Video Title: 2019 Midyear Outlook: Late Cycle Doesn’t Mean End of Cycle
From Wells Fargo Investment Institute
Has the volatility this year been a surprise to you?
Tracie McMillion, CFA, Head of Global Asset Allocation, Wells Fargo Investment Institute: Since early February, investors have seen more downside in equity prices than in all of 2017. But, this year’s volatility was not a surprise to us. We had been expecting volatility to pick up from last year’s historically low levels, and the good news is that pullbacks can actually be healthy for markets. Higher levels of volatility can signal building risks, particularly late in business cycles. These risks can alter the risk-reward balance in portfolios.
Sameer Samana, CFA, Global Equity & Technical Strategist, Wells Fargo Investment Institute: However, we believe positive feedback loops continue to promote expansion as the rebound in corporate profits and sentiment should prove more durable in promoting broad-based upturns in business spending and continued hiring through the remainder of 2018 and into 2019. To put it succinctly, late cycle doesn’t mean end of cycle—and that difference has investment implications.
Veronica Willis, Investment Strategy Analyst, Wells Fargo Investment Institute: For example, the increased volatility in commodities, oil in particular, was prompted by geopolitical uncertainties in the Middle East, stronger global oil demand, and OPEC’s unusually disciplined production cuts, all of which have pressured oil prices higher.
Additionally, currencies have been more volatile this year—foreign exchange markets price in the divergence between rising U.S. interest rates and the low rates that persist in Europe, Japan, and other developed markets.
Where do you see growth opportunities the remainder of the year?
Tracie McMillion: While the U.S. equity markets got ahead of themselves in January, we think earnings will continue to rise in an environment of steady economic growth and modestly rising inflation and interest rates. That should support higher U.S. equity prices by year end.

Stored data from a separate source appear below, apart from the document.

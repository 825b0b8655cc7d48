//! Bounded syntactic repairs for almost-JSON output.
//!
//! Two substitutions, both idempotent and both blind to string-literal
//! contents: wrap bare object keys in quotes, and drop trailing commas
//! before a closing bracket. These are pattern substitutions, not a grammar
//! fix — anything they cannot mend falls through to field salvage.

/// Apply the repair set. Re-applying to already-correct text is a no-op.
pub fn repair(input: &str) -> String {
    strip_trailing_commas(&quote_bare_keys(input))
}

/// Wrap bare identifier keys in quotes: `{risk: "x"}` → `{"risk": "x"}`.
///
/// A bare identifier counts as a key only when the previous significant
/// character opens an object or separates members (`{` or `,`) and the next
/// significant character is a colon, so bare words in value position
/// (`true`, `null`) are left alone.
fn quote_bare_keys(input: &str) -> String {
    let mut out = String::with_capacity(input.len() + 16);
    let mut chars = input.char_indices().peekable();
    let mut in_string = false;
    let mut prev_significant = '\0';

    while let Some((i, c)) = chars.next() {
        if in_string {
            out.push(c);
            if c == '\\' {
                if let Some((_, escaped)) = chars.next() {
                    out.push(escaped);
                }
            } else if c == '"' {
                in_string = false;
            }
            continue;
        }

        if c == '"' {
            in_string = true;
            out.push(c);
            prev_significant = c;
            continue;
        }

        if c.is_ascii_alphabetic() || c == '_' {
            // Collect the whole identifier.
            let start = i;
            let mut end = i + c.len_utf8();
            while let Some(&(j, next)) = chars.peek() {
                if next.is_ascii_alphanumeric() || next == '_' {
                    chars.next();
                    end = j + next.len_utf8();
                } else {
                    break;
                }
            }
            let ident = &input[start..end];
            let next_significant = input[end..].chars().find(|ch| !ch.is_whitespace());
            let key_position = matches!(prev_significant, '{' | ',');
            if key_position && next_significant == Some(':') {
                out.push('"');
                out.push_str(ident);
                out.push('"');
            } else {
                out.push_str(ident);
            }
            prev_significant = ident.chars().next_back().unwrap_or(c);
            continue;
        }

        out.push(c);
        if !c.is_whitespace() {
            prev_significant = c;
        }
    }

    out
}

/// Drop commas directly before a closing bracket: `[1, 2,]` → `[1, 2]`.
fn strip_trailing_commas(input: &str) -> String {
    let mut out = String::with_capacity(input.len());
    let mut chars = input.char_indices();
    let mut in_string = false;

    while let Some((i, c)) = chars.next() {
        if in_string {
            out.push(c);
            if c == '\\' {
                if let Some((_, escaped)) = chars.next() {
                    out.push(escaped);
                }
            } else if c == '"' {
                in_string = false;
            }
            continue;
        }

        match c {
            '"' => {
                in_string = true;
                out.push(c);
            }
            ',' => {
                let next_significant =
                    input[i + 1..].chars().find(|ch| !ch.is_whitespace());
                if !matches!(next_significant, Some('}') | Some(']')) {
                    out.push(c);
                }
            }
            _ => out.push(c),
        }
    }

    out
}

#[cfg(test)]
mod tests {
    use super::*;

    #[test]
    fn quotes_bare_keys() {
        assert_eq!(
            repair(r#"{risk: "x", explanation: "y"}"#),
            r#"{"risk": "x", "explanation": "y"}"#
        );
    }

    #[test]
    fn strips_trailing_commas() {
        assert_eq!(repair(r#"{"a": [1, 2,],}"#), r#"{"a": [1, 2]}"#);
    }

    #[test]
    fn valid_json_is_untouched() {
        let valid = r#"{"risks": [{"risk": "a", "severity": "high"}], "score": 5}"#;
        assert_eq!(repair(valid), valid);
    }

    #[test]
    fn idempotent() {
        let sloppy = r#"{risks: [{risk: "a",}, {risk: "b"},], summary: "s",}"#;
        let once = repair(sloppy);
        let twice = repair(&once);
        assert_eq!(once, twice);
        assert!(serde_json::from_str::<serde_json::Value>(&once).is_ok());
    }

    #[test]
    fn string_values_are_never_altered() {
        // Braces, commas, colons, and a bare-key lookalike inside a value.
        let tricky = r#"{"summary": "clauses: {a: 1}, then, more,", "x": "a},b"}"#;
        assert_eq!(repair(tricky), tricky);
    }

    #[test]
    fn bare_words_in_value_position_are_kept() {
        assert_eq!(
            repair(r#"{enforceable: true, notes: null}"#),
            r#"{"enforceable": true, "notes": null}"#
        );
        assert_eq!(repair(r#"[alpha, beta]"#), r#"[alpha, beta]"#);
    }

    #[test]
    fn unicode_in_values_passes_through() {
        let text = r#"{clause: "Kündigungsfrist: 30 Tage"}"#;
        assert_eq!(repair(text), r#"{"clause": "Kündigungsfrist: 30 Tage"}"#);
    }

    #[test]
    fn truncated_input_is_repaired_best_effort() {
        // Repair cannot close the object, but must not mangle what is there.
        assert_eq!(
            repair(r#"{risks: [{risk: "a"}], opportuni"#),
            r#"{"risks": [{"risk": "a"}], opportuni"#
        );
    }
}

[On-screen text: Higher U.S. equity prices]
Sameer Samana: From a global standpoint, we favor U.S. equities over developed and emerging markets.
[On-screen text: Favor U.S. equities over developed and emerging markets; long-term bonds less attractive than shorter term]
Veronica Willis: In fixed income markets, even gradually rising inflation and interest rates make long-term bonds less attractive than short-term instruments.
In comparing bonds across countries and regions, we favor the U.S. over local-currency developed markets for two primary reasons—U.S. yields are more attractive and we anticipate volatility in the currencies market.
[On-screen text: Favor U.S. bonds because: yields more attractive; volatility in currencies market]
Where would you rather not take risk?
Tracie McMillion: We would also be cautious on lower-rated areas of fixed income. At current valuations, we believe that high-yield debt offers limited upside potential and meaningful downside risk.
[On-screen text: Lessen Portfolio Risk: Reduce exposure to high-yield bonds; Increase shorter term high quality corp debt]
To lessen overall portfolio risk, we suggest moving up in credit quality by reducing exposure to high yield bonds and investing in shorter-term high-quality corporate debt.
Sameer Samana: We would also avoid commodity markets, where we still see too much available supply.
[On-screen text: Lessen Portfolio Risk: Avoid commodities markets]
This indicates that investors likely will see price declines as the year progresses.
Veronica Willis: For more information, download our Wells Fargo Investment Institute 2018 Midyear Outlook Report: Late Cycle Doesn’t Mean End of Cycle.
[On-screen text: To learn more download our special report]
Different investments offer different levels of potential return and market risk. The level of risk associated with a particular investment or asset class generally correlates with the level of return the investment or asset class might achieve. Stock markets, especially foreign markets, are volatile. Stock values may fluctuate in response to general economic and market conditions, the prospects of individual companies, and industry sectors. Foreign investing has additional risks including those associated with currency fluctuation, political and economic instability, and different accounting standards. These risks are heightened in emerging markets. Small- and mid-cap stocks are generally more volatile, subject to greater risks and are less liquid than large company stocks. Bonds are subject to market, interest rate, price, credit/default, liquidity, inflation and other risks. Prices tend to be inversely affected by changes in interest rates. High yield (junk) bonds have lower credit ratings and are subject to greater risk of default and greater principal risk. The commodities markets are considered speculative, carry substantial risks, and have experienced periods of extreme volatility. Investing in a volatile and uncertain commodities market may cause a portfolio to rapidly increase or decrease in value which may result in greater share price volatility. Currency risk is the risk that foreign currencies will decline in value relative to that of the U.S. dollar. Exchange rate movement between the U.S. dollar and foreign currencies may cause the value of a portfolio’s investments to decline.